How to complete this task:
Copy out each line below in which the string "bool" appears.

Top of Material supplied

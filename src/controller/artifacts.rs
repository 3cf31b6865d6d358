//! Credentials Secret and connection ConfigMap for a bound claim
//!
//! Both records are named after the claim, live in its namespace, and are
//! owned by it so garbage collection removes them with the claim.

use std::collections::BTreeMap;

use k8s_openapi::api::core::v1::{ConfigMap, Secret};
use k8s_openapi::apimachinery::pkg::apis::meta::v1::ObjectMeta;
use k8s_openapi::ByteString;
use kube::{Resource, ResourceExt};

use crate::crd::{ObjectBucket, ObjectBucketClaim};
use crate::{Error, Result, PROVISIONER_ANNOTATION};

/// Secret key holding the access key id
pub const ACCESS_KEY_ID: &str = "AWS_ACCESS_KEY_ID";
/// Secret key holding the secret access key
pub const SECRET_ACCESS_KEY: &str = "AWS_SECRET_ACCESS_KEY";

/// ConfigMap key holding the endpoint host
pub const BUCKET_HOST: &str = "BUCKET_HOST";
/// ConfigMap key holding the endpoint port
pub const BUCKET_PORT: &str = "BUCKET_PORT";
/// ConfigMap key holding the bucket name
pub const BUCKET_NAME: &str = "BUCKET_NAME";
/// ConfigMap key holding whether TLS is used
pub const BUCKET_SSL: &str = "BUCKET_SSL";
/// ConfigMap key holding the region
pub const BUCKET_REGION: &str = "BUCKET_REGION";
/// ConfigMap key holding the sub-region
pub const BUCKET_SUBREGION: &str = "BUCKET_SUBREGION";

/// Metadata shared by the Secret and ConfigMap of a claim
fn artifact_meta(claim: &ObjectBucketClaim, provisioner_name: &str) -> Result<ObjectMeta> {
    let namespace = claim
        .namespace()
        .ok_or_else(|| Error::configuration(format!("claim {} has no namespace", claim.name_any())))?;

    Ok(ObjectMeta {
        name: Some(claim.name_any()),
        namespace: Some(namespace),
        annotations: Some(BTreeMap::from([(
            PROVISIONER_ANNOTATION.to_string(),
            provisioner_name.to_string(),
        )])),
        // None until the API server assigned the claim a uid
        owner_references: claim.controller_owner_ref(&()).map(|owner| vec![owner]),
        ..Default::default()
    })
}

/// Secret carrying the credentials of `bucket` for `claim`
pub fn credentials_secret(
    claim: &ObjectBucketClaim,
    bucket: &ObjectBucket,
    provisioner_name: &str,
) -> Result<Secret> {
    let auth = &bucket.spec.authentication;
    let mut data = BTreeMap::new();

    if let Some(keys) = &auth.access_keys {
        data.insert(
            ACCESS_KEY_ID.to_string(),
            ByteString(keys.access_key_id.clone().into_bytes()),
        );
        data.insert(
            SECRET_ACCESS_KEY.to_string(),
            ByteString(keys.secret_access_key.clone().into_bytes()),
        );
    }
    for (key, value) in &auth.additional_secret_data {
        data.insert(key.clone(), ByteString(value.clone().into_bytes()));
    }

    Ok(Secret {
        metadata: artifact_meta(claim, provisioner_name)?,
        data: Some(data),
        type_: Some("Opaque".to_string()),
        ..Default::default()
    })
}

/// ConfigMap carrying the connection details of `bucket` for `claim`
pub fn connection_config_map(
    claim: &ObjectBucketClaim,
    bucket: &ObjectBucket,
    provisioner_name: &str,
) -> Result<ConfigMap> {
    let endpoint = &bucket.spec.endpoint;
    let mut data = BTreeMap::from([
        (BUCKET_HOST.to_string(), endpoint.bucket_host.clone()),
        (BUCKET_PORT.to_string(), endpoint.bucket_port.to_string()),
        (BUCKET_NAME.to_string(), endpoint.bucket_name.clone()),
        (BUCKET_SSL.to_string(), endpoint.ssl.to_string()),
        (BUCKET_REGION.to_string(), endpoint.region.clone()),
        (BUCKET_SUBREGION.to_string(), endpoint.sub_region.clone()),
    ]);
    data.extend(
        endpoint
            .additional_config
            .iter()
            .map(|(k, v)| (k.clone(), v.clone())),
    );

    Ok(ConfigMap {
        metadata: artifact_meta(claim, provisioner_name)?,
        data: Some(data),
        ..Default::default()
    })
}
//! ObjectBucket Custom Resource Definition
//!
//! An ObjectBucket is the cluster-scoped binding between a claim and the
//! bucket a provisioner created or granted access to. Its name is derived
//! from the claim identity, and it carries a finalizer until the provisioner
//! confirms the bucket was deleted or access was revoked.

use kube::CustomResource;
use schemars::JsonSchema;
use serde::{Deserialize, Serialize};

use super::types::{Authentication, ClaimRef, Endpoint, ReclaimPolicy};
use crate::BUCKET_FINALIZER;

/// Specification for an ObjectBucket
#[derive(CustomResource, Clone, Debug, Default, Deserialize, Serialize, JsonSchema, PartialEq)]
#[kube(
    group = "objectbucket.io",
    version = "v1alpha1",
    kind = "ObjectBucket",
    plural = "objectbuckets",
    shortname = "ob",
    printcolumn = r#"{"name":"StorageClass","type":"string","jsonPath":".spec.storageClassName"}"#,
    printcolumn = r#"{"name":"Claim-Namespace","type":"string","jsonPath":".spec.claimRef.namespace"}"#,
    printcolumn = r#"{"name":"Claim-Name","type":"string","jsonPath":".spec.claimRef.name"}"#,
    printcolumn = r#"{"name":"Reclaim-Policy","type":"string","jsonPath":".spec.reclaimPolicy"}"#
)]
#[serde(rename_all = "camelCase")]
pub struct ObjectBucketSpec {
    /// StorageClass the bucket was provisioned from
    #[serde(default, skip_serializing_if = "Option::is_none")]
    pub storage_class_name: Option<String>,

    /// Claim this bucket is bound to
    #[serde(default, skip_serializing_if = "Option::is_none")]
    pub claim_ref: Option<ClaimRef>,

    /// Copy of the StorageClass reclaim policy
    #[serde(default)]
    pub reclaim_policy: ReclaimPolicy,

    /// Connection details for the bucket
    #[serde(default)]
    pub endpoint: Endpoint,

    /// Credentials for the bucket
    #[serde(default)]
    pub authentication: Authentication,
}

impl ObjectBucket {
    /// Build an unnamed ObjectBucket, as returned by a provisioner
    pub fn from_parts(endpoint: Endpoint, authentication: Authentication) -> Self {
        Self::new(
            "",
            ObjectBucketSpec {
                endpoint,
                authentication,
                ..Default::default()
            },
        )
    }

    /// Returns true if a provisioner result describes a usable bucket
    ///
    /// A bucket must at least name itself and the host serving it.
    pub fn is_valid(&self) -> bool {
        !self.spec.endpoint.bucket_name.trim().is_empty()
            && !self.spec.endpoint.bucket_host.trim().is_empty()
    }

    /// Returns true if the deprovisioning finalizer is present
    pub fn has_finalizer(&self) -> bool {
        self.metadata
            .finalizers
            .as_ref()
            .is_some_and(|f| f.iter().any(|name| name == BUCKET_FINALIZER))
    }
}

Bottom of Material supplied

Answer section:
    pub fn is_valid(&self) -> bool {
    pub fn has_finalizer(&self) -> bool {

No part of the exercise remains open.